##### Records supplied
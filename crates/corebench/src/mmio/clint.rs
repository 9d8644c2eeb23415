//! CLINT register model.
//!
//! `mtime` advances with the machine clock; `mtimecmp` is written one
//! 32-bit half at a time, exactly as the bus exposes it, so a driver that
//! updates the halves in the wrong order sees the resulting spurious
//! compare match.

use corebench_hw::mmio::clint::{MTIMECMP_RESET, registers as hw_regs};
use tracing::{instrument, trace, warn};

#[derive(Debug)]
pub struct ClintState {
    mtime: u64,
    mtimecmp: u64,
}

impl ClintState {
    #[expect(clippy::new_without_default)]
    pub fn new() -> Self {
        Self::starting_at(0)
    }

    /// Clock preset to `mtime`, e.g. just below a low-half rollover
    pub fn starting_at(mtime: u64) -> Self {
        Self {
            mtime,
            mtimecmp: MTIMECMP_RESET,
        }
    }

    pub fn advance(&mut self, cycles: u64) {
        self.mtime = self.mtime.wrapping_add(cycles);
    }

    pub fn mtime(&self) -> u64 {
        self.mtime
    }

    pub fn mtimecmp(&self) -> u64 {
        self.mtimecmp
    }

    /// `mip.MTIP`
    pub fn pending(&self) -> bool {
        self.mtime >= self.mtimecmp
    }

    #[instrument(level = "trace", skip(self))]
    pub fn read(&self, offset: u32) -> u32 {
        let value = match offset {
            hw_regs::MTIME_LO => self.mtime as u32,
            hw_regs::MTIME_HI => (self.mtime >> 32) as u32,
            hw_regs::MTIMECMP_LO => self.mtimecmp as u32,
            hw_regs::MTIMECMP_HI => (self.mtimecmp >> 32) as u32,
            _ => {
                warn!("Unknown CLINT register read: offset={:#X}", offset);
                0
            }
        };
        trace!("CLINT read: offset={:#X}, value={:#X}", offset, value);
        value
    }

    #[instrument(level = "trace", skip(self))]
    pub fn write(&mut self, offset: u32, value: u32) {
        trace!("CLINT write: offset={:#X}, value={:#X}", offset, value);
        let value = u64::from(value);
        match offset {
            hw_regs::MTIME_LO => self.mtime = (self.mtime & !0xFFFF_FFFF) | value,
            hw_regs::MTIME_HI => self.mtime = (self.mtime & 0xFFFF_FFFF) | (value << 32),
            hw_regs::MTIMECMP_LO => self.mtimecmp = (self.mtimecmp & !0xFFFF_FFFF) | value,
            hw_regs::MTIMECMP_HI => {
                self.mtimecmp = (self.mtimecmp & 0xFFFF_FFFF) | (value << 32)
            }
            _ => warn!(
                "Unknown CLINT register write: offset={:#X}, value={:#X}",
                offset, value
            ),
        }
    }
}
##########
» **To do**: Set down the line that contains "let value = match" exactly. Do the same for each later line of the data, through the end, and add nothing.

» **Result for this task**:
        let value = match offset {
            hw_regs::MTIME_LO => self.mtime as u32,
            hw_regs::MTIME_HI => (self.mtime >> 32) as u32,
            hw_regs::MTIMECMP_LO => self.mtimecmp as u32,
            hw_regs::MTIMECMP_HI => (self.mtimecmp >> 32) as u32,
            _ => {
                warn!("Unknown CLINT register read: offset={:#X}", offset);
                0
            }
        };
        trace!("CLINT read: offset={:#X}, value={:#X}", offset, value);
        value
    }

    #[instrument(level = "trace", skip(self))]
    pub fn write(&mut self, offset: u32, value: u32) {
        trace!("CLINT write: offset={:#X}, value={:#X}", offset, value);
        let value = u64::from(value);
        match offset {
            hw_regs::MTIME_LO => self.mtime = (self.mtime & !0xFFFF_FFFF) | value,
            hw_regs::MTIME_HI => self.mtime = (self.mtime & 0xFFFF_FFFF) | (value << 32),
            hw_regs::MTIMECMP_LO => self.mtimecmp = (self.mtimecmp & !0xFFFF_FFFF) | value,
            hw_regs::MTIMECMP_HI => {
                self.mtimecmp = (self.mtimecmp & 0xFFFF_FFFF) | (value << 32)
            }
            _ => warn!(
                "Unknown CLINT register write: offset={:#X}, value={:#X}",
                offset, value
            ),
        }
    }
}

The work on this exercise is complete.